-- What is being asked --
Write out every line below that includes the word "Another".

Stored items
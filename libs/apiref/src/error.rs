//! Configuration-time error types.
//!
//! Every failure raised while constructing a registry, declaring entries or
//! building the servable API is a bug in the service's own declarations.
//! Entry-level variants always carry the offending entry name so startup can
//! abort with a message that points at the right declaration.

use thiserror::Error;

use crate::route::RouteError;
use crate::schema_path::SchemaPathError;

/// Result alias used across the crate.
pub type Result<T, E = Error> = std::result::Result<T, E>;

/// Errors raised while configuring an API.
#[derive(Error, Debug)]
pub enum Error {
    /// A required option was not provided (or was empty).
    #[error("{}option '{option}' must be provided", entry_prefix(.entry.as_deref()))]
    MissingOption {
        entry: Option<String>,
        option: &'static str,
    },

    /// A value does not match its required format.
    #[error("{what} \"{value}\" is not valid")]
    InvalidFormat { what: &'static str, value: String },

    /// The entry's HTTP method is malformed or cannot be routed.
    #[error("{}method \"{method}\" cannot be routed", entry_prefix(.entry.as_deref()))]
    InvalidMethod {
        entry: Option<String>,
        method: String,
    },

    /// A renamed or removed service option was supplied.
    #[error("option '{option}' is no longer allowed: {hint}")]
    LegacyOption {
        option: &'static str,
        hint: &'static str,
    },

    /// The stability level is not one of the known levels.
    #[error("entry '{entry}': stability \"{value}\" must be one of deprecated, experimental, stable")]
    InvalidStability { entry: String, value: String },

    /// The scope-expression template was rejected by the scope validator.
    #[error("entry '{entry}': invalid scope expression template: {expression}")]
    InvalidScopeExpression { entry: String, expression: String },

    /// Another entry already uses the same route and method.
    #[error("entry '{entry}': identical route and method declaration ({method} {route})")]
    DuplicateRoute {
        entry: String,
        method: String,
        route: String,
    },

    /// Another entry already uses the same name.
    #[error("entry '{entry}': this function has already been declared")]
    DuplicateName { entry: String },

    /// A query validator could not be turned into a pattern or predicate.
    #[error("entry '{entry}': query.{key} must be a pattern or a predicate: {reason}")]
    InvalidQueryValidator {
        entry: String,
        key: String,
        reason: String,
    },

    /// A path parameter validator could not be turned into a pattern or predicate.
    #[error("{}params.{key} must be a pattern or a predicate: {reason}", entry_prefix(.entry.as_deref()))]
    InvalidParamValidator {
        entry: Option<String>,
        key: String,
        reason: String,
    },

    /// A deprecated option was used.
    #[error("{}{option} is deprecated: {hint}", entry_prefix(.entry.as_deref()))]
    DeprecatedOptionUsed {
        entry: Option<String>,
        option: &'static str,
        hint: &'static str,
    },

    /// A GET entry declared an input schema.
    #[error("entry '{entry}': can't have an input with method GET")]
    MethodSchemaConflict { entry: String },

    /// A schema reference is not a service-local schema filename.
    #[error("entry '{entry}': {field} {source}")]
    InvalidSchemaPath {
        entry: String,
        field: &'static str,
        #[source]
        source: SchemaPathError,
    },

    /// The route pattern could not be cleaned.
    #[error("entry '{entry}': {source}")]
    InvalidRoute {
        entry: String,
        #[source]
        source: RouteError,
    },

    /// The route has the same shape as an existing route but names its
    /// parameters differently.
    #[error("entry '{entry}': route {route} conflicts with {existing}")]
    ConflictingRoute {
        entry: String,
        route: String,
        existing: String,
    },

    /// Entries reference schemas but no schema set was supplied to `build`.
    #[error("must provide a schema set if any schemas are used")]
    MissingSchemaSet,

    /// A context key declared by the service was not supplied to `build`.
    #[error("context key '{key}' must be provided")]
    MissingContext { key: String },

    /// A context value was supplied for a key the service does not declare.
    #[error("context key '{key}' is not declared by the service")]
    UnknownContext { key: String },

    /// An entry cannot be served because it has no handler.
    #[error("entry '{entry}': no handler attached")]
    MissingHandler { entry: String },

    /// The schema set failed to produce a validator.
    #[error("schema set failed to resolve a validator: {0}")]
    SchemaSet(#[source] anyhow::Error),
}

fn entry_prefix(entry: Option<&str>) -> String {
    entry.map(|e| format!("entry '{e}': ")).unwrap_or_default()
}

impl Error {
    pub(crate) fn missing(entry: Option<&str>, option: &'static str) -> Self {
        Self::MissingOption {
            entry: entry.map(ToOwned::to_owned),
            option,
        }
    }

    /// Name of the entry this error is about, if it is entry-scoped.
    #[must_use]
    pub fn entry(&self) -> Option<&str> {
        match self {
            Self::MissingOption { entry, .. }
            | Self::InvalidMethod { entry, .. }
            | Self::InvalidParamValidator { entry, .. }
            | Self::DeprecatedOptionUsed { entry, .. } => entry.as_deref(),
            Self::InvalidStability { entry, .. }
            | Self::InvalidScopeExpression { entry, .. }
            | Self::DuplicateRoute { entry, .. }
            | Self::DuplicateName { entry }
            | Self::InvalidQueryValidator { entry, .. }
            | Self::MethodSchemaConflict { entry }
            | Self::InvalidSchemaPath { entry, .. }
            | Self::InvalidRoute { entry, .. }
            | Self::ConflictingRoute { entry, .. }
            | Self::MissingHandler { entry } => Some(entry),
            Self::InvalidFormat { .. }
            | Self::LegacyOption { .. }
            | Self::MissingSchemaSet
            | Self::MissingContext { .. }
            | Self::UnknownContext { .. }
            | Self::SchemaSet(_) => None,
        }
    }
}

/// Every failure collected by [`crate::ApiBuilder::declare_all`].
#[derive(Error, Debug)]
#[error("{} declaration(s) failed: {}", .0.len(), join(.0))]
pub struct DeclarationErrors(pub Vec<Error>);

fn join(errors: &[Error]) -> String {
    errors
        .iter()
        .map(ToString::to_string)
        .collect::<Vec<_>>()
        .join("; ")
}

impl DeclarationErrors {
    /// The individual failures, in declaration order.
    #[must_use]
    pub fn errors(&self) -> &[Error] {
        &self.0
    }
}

-- Solution to this exercise --
    /// Another entry already uses the same route and method.
    /// Another entry already uses the same name.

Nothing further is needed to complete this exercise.